Accounting Blog for Business
Posted by Janis Narvas
Feb 6, 2018 10:00:00 AM
More Australians want to take charge of their superannuation fund. By 2016, about one-third of the total super funds in Australia are self-managed superannuation funds (SMSFs), which makes it one of the top choices for those who choose to be more involved in the management of their super funds.
Many commenters call SMSF as a do-it-yourself super fund, but that doesn’t mean that anyone can have a go at it. So how would your accounting firm offer assistance should your client decide to start their own SMSF? First of all, it’s important that they understand what’s involved in the process.
What Your Client Needs to Know about SMSFManaging their own retirement investment plan through an SMSF sounds appealing, but it’s not as simple as it sounds. Here are some of the things that your client needs to know before they make a decision.
What an SMSF is for
One of the reasons why having one’s own SMSF investment strategy is popular is its flexibility. Unlike with industry and retail super funds, an SMSF can be used to invest in collectibles, term deposits, residential and commercial property, and direct shares, among others.
An SMSF should be run solely for providing for your client’s retirement. It’s illegal for someone to set up an SMSF to try to get early access to their super or get loans to purchase personal property. Using the fund to provide financial assistance to a fund member or to a relative of a fund member is also not allowed.

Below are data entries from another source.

//! Priority-ordered, single-consumer event dispatch.
//!
//! Routes are grouped by [`Priority`]; for each event the first route (in
//! priority order, then registration order) whose [`Filter`] matches runs,
//! and no other. Events nothing matches are dropped.

use futures::future::BoxFuture;
use std::future::Future;
use std::sync::Arc;
use tracing::{debug, error};

use super::inbound::InboundEvent;
use crate::error::Result;

/// Handler groups, highest priority first
#[derive(Debug, Clone, Copy, PartialEq, Eq, PartialOrd, Ord)]
pub enum Priority {
    Membership = 1,
    Commands = 2,
    Fallback = 3,
}

/// Which events a route accepts
#[derive(Debug, Clone, PartialEq)]
pub enum Filter {
    NewMembers,
    Command(&'static str),
    /// Non-command text equal to the keyword
    Keyword(String),
    /// Any non-command message with text
    Text,
    /// Any non-command message, text or not
    AnyMessage,
}

impl Filter {
    pub fn matches(&self, event: &InboundEvent) -> bool {
        match (self, event) {
            (Filter::NewMembers, InboundEvent::Join(_)) => true,
            (Filter::Command(name), InboundEvent::Command(cmd)) => cmd.name == *name,
            (Filter::Keyword(keyword), InboundEvent::Message(msg)) => {
                msg.text.as_deref().map(str::trim) == Some(keyword.as_str())
            }
            (Filter::Text, InboundEvent::Message(msg)) => msg.text.is_some(),
            (Filter::AnyMessage, InboundEvent::Message(_)) => true,
            _ => false,
        }
    }
}

pub type HandlerFn = Arc<dyn Fn(InboundEvent) -> BoxFuture<'static, Result<()>> + Send + Sync>;

struct Route {
    priority: Priority,
    filter: Filter,
    name: &'static str,
    handler: HandlerFn,
}

/// Outcome of dispatching one event
#[derive(Debug, Clone, PartialEq, Eq)]
pub enum Dispatch {
    Handled(&'static str),
    Failed(&'static str),
    Dropped,
}

#[derive(Default)]
pub struct CommandRouter {
    routes: Vec<Route>,
}

impl CommandRouter {
    pub fn new() -> Self {
        Self::default()
    }

    pub fn route<F, Fut>(mut self, priority: Priority, filter: Filter, name: &'static str, handler: F) -> Self
    where
        F: Fn(InboundEvent) -> Fut + Send + Sync + 'static,
        Fut: Future<Output = Result<()>> + Send + 'static,
    {
        self.routes.push(Route {
            priority,
            filter,
            name,
            handler: Arc::new(move |event| -> BoxFuture<'static, Result<()>> { Box::pin(handler(event)) }),
        });
        // Stable sort keeps registration order inside a group
        self.routes.sort_by_key(|r| r.priority);
        self
    }

    /// Name of the route that would handle `event`
    pub fn select(&self, event: &InboundEvent) -> Option<&'static str> {
        self.find(event).map(|r| r.name)
    }

    fn find(&self, event: &InboundEvent) -> Option<&Route> {
        self.routes.iter().find(|r| r.filter.matches(event))
    }

    /// Run the single matching handler. Handler errors are logged here.
    pub async fn dispatch(&self, event: InboundEvent) -> Dispatch {
        let Some(route) = self.find(&event) else {
            debug!("No handler for {} event, dropping", event.kind());
            return Dispatch::Dropped;
        };

        debug!(
            "Dispatching {} event to '{}' (priority {:?})",
            event.kind(),
            route.name,
            route.priority
        );

        match (route.handler)(event).await {
            Ok(()) => Dispatch::Handled(route.name),
            Err(e) => {
                error!("Handler '{}' failed: {}", route.name, e);
                Dispatch::Failed(route.name)
            }
        }
    }

    pub fn len(&self) -> usize {
        self.routes.len()
    }

    pub fn is_empty(&self) -> bool {
        self.routes.is_empty()
    }
}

In addition, SMSF assets should be kept separate from a trustee’s personal assets. This will help the trustee’s auditor identify who the owner of a particular asset is.
How an SMSF Works
When your client first sets up an SMSF, they would have to:
- Identify who the fund members and trustees would be;
- Establish the trust and trust deed;
- Open a bank account;
- Register with the Australian Taxation Office (ATO),
- Create an investment strategy, and
- Include a plan for when your SMSF ends
Once it’s set up, there are other things to consider, such as:
- Rolling over of existing super;
- Organising employer contributions;
- Making investments that are compliant to the regulations; and
- Documenting all transactions for up to 10 years.
The trustee will also have to take care of the following each year:
- Accounts and financial statements;
- Annual return lodgements; and
SMSF levy and other taxes that are due
Whether your client decides to set up an SMSF or opts for other super funds, it’s important for you to provide useful financial information that will help them meet their short- and long-term investment goals.